Traditionell wägen die Getreideanbauer genau ab, ob sie in Tiefpreisphasen ihre Felderträge auf den Markt werfen oder ob sie die Ware lieber zurückhalten. Das setzt aber die berechtigte Erwartung voraus, dass die Preise in nächster Zeit wieder steigen werden. Das Landwirtschaftsamt gibt den Erzeugern die Faustregel an die Hand, aus Gründen der „Risikoabsicherung“ je ein Drittel der Ernte sofort zu verkaufen, bis zum Herbst zu bunkern und erst einmal einzulagern.

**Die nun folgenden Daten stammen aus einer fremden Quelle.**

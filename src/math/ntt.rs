//! Number-Theoretic Transform (NTT) for fast polynomial multiplication.
//!
//! Cooley-Tukey radix-2 forward transform and Gentleman-Sande inverse for
//! negacyclic convolution over R_q = Z_q[X]/(X^n + 1).
//!
//! # Theory
//!
//! A primitive 2n-th root of unity ψ (ψ^n = -1) exists whenever q ≡ 1 (mod 2n).
//! The forward transform evaluates a polynomial at the odd powers of ψ, so a
//! negacyclic product becomes a pointwise product.
//!
//! Values in the evaluation domain are kept in Montgomery form. `forward`
//! converts on entry and `inverse` converts back, so the pointwise product of
//! two transformed polynomials is again a valid transformed polynomial.
//!
//! # Example
//!
//! ```
//! use evd::math::NttContext;
//! use evd::params::EVD_Q;
//!
//! let ctx = NttContext::new(256, EVD_Q);
//! let mut coeffs = vec![1u64; 256];
//! ctx.forward(&mut coeffs);
//! ctx.inverse(&mut coeffs);
//! assert_eq!(coeffs[0], 1);
//! ```

use super::modular::ModQ;

/// Precomputed NTT context with twiddle factors.
///
/// Create once per (degree, modulus) pair and share it; the server keeps one
/// per ring it works in.
#[derive(Clone, Debug)]
pub struct NttContext {
    /// Ring dimension (power of two, at least 2).
    n: usize,
    q: u64,
    /// -q^(-1) mod 2^64 for Montgomery reduction.
    q_inv_neg: u64,
    /// 2^128 mod q, converts into Montgomery form.
    r_squared: u64,
    /// Forward twiddle factors (powers of ψ, bit-reversed order, Montgomery form).
    psi_powers: Vec<u64>,
    /// Inverse twiddle factors (powers of ψ^(-1)).
    psi_inv_powers: Vec<u64>,
    /// n^(-1) mod q in Montgomery form.
    n_inv: u64,
}

impl NttContext {
    /// Creates an NTT context for the given dimension and modulus.
    ///
    /// # Panics
    ///
    /// Panics if `n` is not a power of two at least 2, or if q ≢ 1 (mod 2n).
    /// Parameter sets are validated before any context is built.
    pub fn new(n: usize, q: u64) -> Self {
        assert!(n.is_power_of_two() && n >= 2, "n must be a power of two >= 2");
        assert!(q % (2 * n as u64) == 1, "q must be ≡ 1 (mod 2n)");

        let q_inv_neg = Self::compute_q_inv_neg(q);
        let r_squared = Self::compute_r_squared(q);

        let psi = Self::find_primitive_root(2 * n as u64, q);
        let psi_inv = ModQ::inv(psi, q);
        let psi_powers = Self::compute_twiddle_factors(n, psi, q, q_inv_neg, r_squared);
        let psi_inv_powers = Self::compute_twiddle_factors(n, psi_inv, q, q_inv_neg, r_squared);
        let n_inv = Self::to_montgomery(ModQ::inv(n as u64, q), q, r_squared, q_inv_neg);

        Self {
            n,
            q,
            q_inv_neg,
            r_squared,
            psi_powers,
            psi_inv_powers,
            n_inv,
        }
    }

    /// Returns the ring dimension.
    pub fn dimension(&self) -> usize {
        self.n
    }

    /// Returns the modulus q.
    pub fn modulus(&self) -> u64 {
        self.q
    }

    /// Forward NTT in place. Input is in standard form.
    ///
    /// # Panics
    ///
    /// Panics if `coeffs.len() != n`.
    pub fn forward(&self, coeffs: &mut [u64]) {
        assert_eq!(coeffs.len(), self.n, "Input length must match dimension");

        for c in coeffs.iter_mut() {
            *c = Self::to_montgomery(*c, self.q, self.r_squared, self.q_inv_neg);
        }

        let n = self.n;
        let q = self.q;
        let mut t = n;
        let mut m = 1;

        while m < n {
            t >>= 1;
            for i in 0..m {
                let j1 = 2 * i * t;
                let w = self.psi_powers[m + i];

                for j in j1..j1 + t {
                    let u = coeffs[j];
                    let v = self.montgomery_mul(coeffs[j + t], w);

                    coeffs[j] = if u + v >= q { u + v - q } else { u + v };
                    coeffs[j + t] = if u >= v { u - v } else { q - v + u };
                }
            }
            m <<= 1;
        }
    }

    /// Inverse NTT in place. Output is in standard form.
    ///
    /// # Panics
    ///
    /// Panics if `coeffs.len() != n`.
    pub fn inverse(&self, coeffs: &mut [u64]) {
        assert_eq!(coeffs.len(), self.n, "Input length must match dimension");

        let n = self.n;
        let q = self.q;
        let mut t = 1;
        let mut m = n;

        while m > 1 {
            m >>= 1;
            for i in 0..m {
                let j1 = i * 2 * t;
                let w = self.psi_inv_powers[m + i];

                for j in j1..j1 + t {
                    let u = coeffs[j];
                    let v = coeffs[j + t];

                    coeffs[j] = if u + v >= q { u + v - q } else { u + v };
                    let diff = if u >= v { u - v } else { q - v + u };
                    coeffs[j + t] = self.montgomery_mul(diff, w);
                }
            }
            t <<= 1;
        }

        // n^(-1) scaling and the Montgomery exit share one reduction
        for c in coeffs.iter_mut() {
            *c = self.montgomery_mul(self.montgomery_mul(*c, self.n_inv), 1);
        }
    }

    /// Pointwise product of two transformed polynomials.
    ///
    /// # Panics
    ///
    /// Panics if any slice length differs from n.
    pub fn pointwise_mul(&self, a: &[u64], b: &[u64], result: &mut [u64]) {
        assert_eq!(a.len(), self.n, "Input length must match dimension");
        assert_eq!(b.len(), self.n, "Input length must match dimension");
        assert_eq!(result.len(), self.n, "Input length must match dimension");

        for ((r, &x), &y) in result.iter_mut().zip(a).zip(b) {
            *r = self.montgomery_mul(x, y);
        }
    }

    /// Fused `acc += a * b` over transformed polynomials.
    pub fn pointwise_mul_acc(&self, acc: &mut [u64], a: &[u64], b: &[u64]) {
        assert_eq!(acc.len(), self.n, "Input length must match dimension");
        let q = self.q;
        for ((r, &x), &y) in acc.iter_mut().zip(a).zip(b) {
            let s = *r + self.montgomery_mul(x, y);
            *r = if s >= q { s - q } else { s };
        }
    }

    #[inline]
    fn montgomery_mul(&self, a: u64, b: u64) -> u64 {
        let q = self.q;
        let ab = (a as u128) * (b as u128);
        let m = ((ab as u64).wrapping_mul(self.q_inv_neg)) as u128;
        let t = ((ab + m * (q as u128)) >> 64) as u64;
        if t >= q {
            t - q
        } else {
            t
        }
    }

    fn to_montgomery(a: u64, q: u64, r_squared: u64, q_inv_neg: u64) -> u64 {
        let ab = (a as u128) * (r_squared as u128);
        let m = ((ab as u64).wrapping_mul(q_inv_neg)) as u128;
        let t = ((ab + m * (q as u128)) >> 64) as u64;
        if t >= q {
            t - q
        } else {
            t
        }
    }

    fn compute_q_inv_neg(q: u64) -> u64 {
        let mut y: u64 = 1;
        for i in 1..64 {
            let yi = y.wrapping_mul(q) & (1u64 << i);
            y |= yi;
        }
        y.wrapping_neg()
    }

    fn compute_r_squared(q: u64) -> u64 {
        let r_mod_q = (1u128 << 64) % (q as u128);
        ((r_mod_q * r_mod_q) % (q as u128)) as u64
    }

    /// Smallest-generator primitive `order`-th root of unity modulo q.
    ///
    /// Deterministic, so every context over the same (n, q) agrees on ψ.
    fn find_primitive_root(order: u64, q: u64) -> u64 {
        let exp = (q - 1) / order;
        let mut g = 2;
        loop {
            let candidate = ModQ::pow(g, exp, q);
            if ModQ::pow(candidate, order / 2, q) == q - 1 {
                return candidate;
            }
            g += 1;
        }
    }

    /// Powers ψ^brv(m) for m in 1..n, in Montgomery form.
    fn compute_twiddle_factors(
        n: usize,
        psi: u64,
        q: u64,
        q_inv_neg: u64,
        r_squared: u64,
    ) -> Vec<u64> {
        let log_n = n.trailing_zeros();
        let mut factors = vec![0u64; n];
        for (m, f) in factors.iter_mut().enumerate().skip(1) {
            let exp = (m.reverse_bits() >> (usize::BITS - log_n)) as u64;
            *f = Self::to_montgomery(ModQ::pow(psi, exp, q), q, r_squared, q_inv_neg);
        }
        factors
    }
}

#[cfg(test)]
mod tests {
    use super::*;
    use crate::params::{EVD_P, EVD_Q};

    fn naive_negacyclic(a: &[u64], b: &[u64], q: u64) -> Vec<u64> {
        let n = a.len();
        let mut out = vec![0u64; n];
        for i in 0..n {
            for j in 0..n {
                let prod = ModQ::mul(a[i], b[j], q);
                if i + j < n {
                    out[i + j] = ModQ::add(out[i + j], prod, q);
                } else {
                    out[i + j - n] = ModQ::sub(out[i + j - n], prod, q);
                }
            }
        }
        out
    }

    #[test]
    fn test_ntt_inverse_roundtrip() {
        for n in [2, 16, 256, 4096] {
            let ctx = NttContext::new(n, EVD_Q);
            let original: Vec<u64> = (0..n as u64).map(|i| (i * 12345) % EVD_Q).collect();
            let mut coeffs = original.clone();
            ctx.forward(&mut coeffs);
            ctx.inverse(&mut coeffs);
            assert_eq!(coeffs, original, "roundtrip failed for n = {}", n);
        }
    }

    #[test]
    fn test_negacyclic_convolution() {
        // x * x^(n-1) = x^n = -1 (mod X^n + 1)
        let n = 256;
        let ctx = NttContext::new(n, EVD_Q);

        let mut a = vec![0u64; n];
        a[1] = 1;
        let mut b = vec![0u64; n];
        b[n - 1] = 1;

        ctx.forward(&mut a);
        ctx.forward(&mut b);
        let mut result = vec![0u64; n];
        ctx.pointwise_mul(&a, &b, &mut result);
        ctx.inverse(&mut result);

        assert_eq!(result[0], EVD_Q - 1);
        assert!(result[1..].iter().all(|&c| c == 0));
    }

    #[test]
    fn test_matches_naive_product() {
        let n = 32;
        for q in [EVD_Q, EVD_P] {
            let ctx = NttContext::new(n, q);
            let a: Vec<u64> = (0..n as u64).map(|i| (i * i * 7919 + 3) % q).collect();
            let b: Vec<u64> = (0..n as u64).map(|i| q - 1 - i * 31).collect();
            let expected = naive_negacyclic(&a, &b, q);

            let (mut fa, mut fb) = (a.clone(), b.clone());
            ctx.forward(&mut fa);
            ctx.forward(&mut fb);
            let mut acc = vec![0u64; n];
            ctx.pointwise_mul_acc(&mut acc, &fa, &fb);
            ctx.inverse(&mut acc);
            assert_eq!(acc, expected);
        }
    }

    #[test]
    fn test_linearity() {
        let n = 256;
        let q = EVD_Q;
        let ctx = NttContext::new(n, q);

        let a: Vec<u64> = (0..n as u64).collect();
        let b: Vec<u64> = (0..n as u64).map(|i| (i * 2) % q).collect();
        let (mut fa, mut fb) = (a.clone(), b.clone());
        ctx.forward(&mut fa);
        ctx.forward(&mut fb);

        let mut sum: Vec<u64> = a.iter().zip(&b).map(|(&x, &y)| (x + y) % q).collect();
        ctx.forward(&mut sum);

        for i in 0..n {
            assert_eq!(sum[i], (fa[i] + fb[i]) % q);
        }
    }
}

Die durchaus spekulative Lagerhaltung stellen viele Landwirte selbst auf die Beine, indem sie das Getreide beispielsweise in Maschinenhallen oder in belüfteten Silos bevorraten und zunächst nicht zum Verkauf anbieten. Die andere Variante ist die Nutzung von fremden Lagerhäusern — was die Landwirte aber quasi an den künftigen Käufer bindet. Ein Rechenexempel ist die Fremdeinlagerung allemal, weil die Silonutzung natürlich nicht zum Nulltarif zu haben ist: Für den Doppelzentner Getreide muss der Landwirt pro Monat zwischen 20 und 30 Cent bezahlen.